At their heart, these businesses are very simple. There’s a customer acquisition funnel; a certain percentage of them will be retained or reactivated monthly. The market has seen acquisition costs as low as 200 rupees and as high as 4,100 rupees, with a large chunk of them in the 200-500 range. As the industry penetrates deeper, that number might increase, because while it’s easier and cheaper to acquire the early adopters, the subsequent users will require more investment to convert.
Here are the factors driving the Indian food delivery sector:
Indian Food Delivery: Business Model
Restaurants pay a percentage of the revenue coming to them as commissions to the platforms. Customers pay delivery fees for the service. Delivery fees are one piece that’s flexible. With customer education, communication, and product, companies can keep increasing fees over time. There are additional monetization measures in place, including leveraging visibility inside the app or leveraging the delivery fleet capability. There’s also levers when people place orders that nudge them to buy additional items, such as a starter or beverage, often with the promise of a discount.
The single largest cost to these companies is paying delivery executives on a per-order basis with a suite of incentives. Other models have been attempted, but approximately 90% of orders today are based on a gig economy format. The second-largest cost is promotions, which varies month to month; for example, India has a cricket festival, the Indian Premier League, during which discounts spike. The other two large costs are customer service, such as having to run a call center or chat-based support when orders go wrong, as well as refunds. Then there are small miscellaneous costs, such as for payment gateways.
Indian Food Delivery: Potential Customers
Remember, the penetration rate of the sector is currently low, as there’s a large chunk of Indian users who are just starting to come online with smartphones. This is one of the reasons why all the food delivery players went from a 10- to 20-city footprint at the start of 2019 to more than 400 cities by the end of that year. Clearly, a lot of people are coming on board for this concept.
Massive discounts are playing a large role in acquiring customers at this stage. The same customer is shopping across different platforms. Only between 25% and 35% of users continue to stick with the platform three months after they’ve been acquired. Companies are dumping money at the top of the funnel, and it’s leaking all the way through without retaining customers.

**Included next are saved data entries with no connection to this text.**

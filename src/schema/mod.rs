//! Declarative form schemas and the pure validator

mod field;
mod validate;

pub use field::*;
pub use validate::*;

/// How a form's payload is encoded on the wire
#[derive(Debug, Clone, Copy, PartialEq, Eq)]
pub enum Encoding {
    Json,
    Multipart,
}

/// An ordered set of field specifications bound to an endpoint.
///
/// Immutable once constructed; one definition exists per screen.
#[derive(Debug, Clone)]
pub struct FormDefinition {
    name: &'static str,
    endpoint: &'static str,
    encoding: Encoding,
    requires_auth: bool,
    fields: Vec<FieldSpec>,
}

impl FormDefinition {
    pub fn new(
        name: &'static str,
        endpoint: &'static str,
        encoding: Encoding,
        requires_auth: bool,
        fields: Vec<FieldSpec>,
    ) -> Self {
        Self {
            name,
            endpoint,
            encoding,
            requires_auth,
            fields,
        }
    }

    pub fn name(&self) -> &'static str {
        self.name
    }

    pub fn endpoint(&self) -> &'static str {
        self.endpoint
    }

    pub fn encoding(&self) -> Encoding {
        self.encoding
    }

    pub fn requires_auth(&self) -> bool {
        self.requires_auth
    }

    pub fn fields(&self) -> &[FieldSpec] {
        &self.fields
    }

    pub fn field(&self, name: &str) -> Option<&FieldSpec> {
        self.fields.iter().find(|f| f.name == name)
    }
}

#[cfg(test)]
mod tests {
    use super::*;

    #[test]
    fn test_field_lookup_by_name() {
        let def = FormDefinition::new(
            "demo",
            "/v1/demo",
            Encoding::Json,
            false,
            vec![FieldSpec::text("email", "Email", vec![])],
        );
        assert!(def.field("email").is_some());
        assert!(def.field("missing").is_none());
    }

    #[test]
    fn test_fields_preserve_declaration_order() {
        let def = FormDefinition::new(
            "demo",
            "/v1/demo",
            Encoding::Json,
            false,
            vec![
                FieldSpec::text("b", "B", vec![]),
                FieldSpec::text("a", "A", vec![]),
            ],
        );
        let names: Vec<_> = def.fields().iter().map(|f| f.name).collect();
        assert_eq!(names, vec!["b", "a"]);
    }
}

Indian Food Delivery: Retention Offers
Companies are putting a lot of time, effort, product development, and strategic thinking into retention. For example, Swiggy has a subscription program called “Super” that allows customers to make the delivery fee more affordable by buying packages for one month, three months, or a year. Zomato has Zomato Pro, a subscription/loyalty program.
Even before COVID-19 hit, these companies across the board had already started moving toward more sustainable unit economics and are pretty much in positive territory. Today, the companies probably have the best unit economics they’ve ever had.
Indian Food Delivery: Looking to a Post-COVID-19 World
The pandemic has had mainly two impacts on this industry: order volume, which went down and up, and profitability, which saw a huge upswing.
There are possible tailwinds still to come. The overall health of the economy will likely have an impact on discretionary spending of people over a longer period. If the country recovers well, this won’t be a problem. The second is restaurant mortality. Having a good assortment of restaurants is a non-negotiable for the category to grow. The flip side of that is with the closing of traditional restaurants with large dining spaces, there’s an aggressive shift toward delivery-oriented infrastructure. That means a lot more ghost kitchens, which scale very fast. Big chains are opening more and more outlets during this time to take advantage of the fact that they have the money and staying power. As more delivery-oriented supply exists, that’s only good for consumers in terms of the assortment options.
Both companies also offer good benefits to their delivery executives, such as life insurance and group accident covers, so if anyone is injured at work and hospitalized, they get cashless cover. These benefits are already in place, so at no additional cost, they likely bring peace of mind to delivery executives.
This industry will likely grow as India’s social and economic climate improves and street food vendors and their ilk move into the organized food space. The rate of growth of the restaurant market could vary over time, but it would certainly grow faster than the overall food delivery sector itself.
This food delivery industry article is adapted from the GLG Remote Roundtable “Evolution of India’s Food Delivery.” If you would like access to events like this or would like to speak with food delivery industry experts like Anirudh Vijayaraghavan or any of our more than 900,000 industry experts, contact us.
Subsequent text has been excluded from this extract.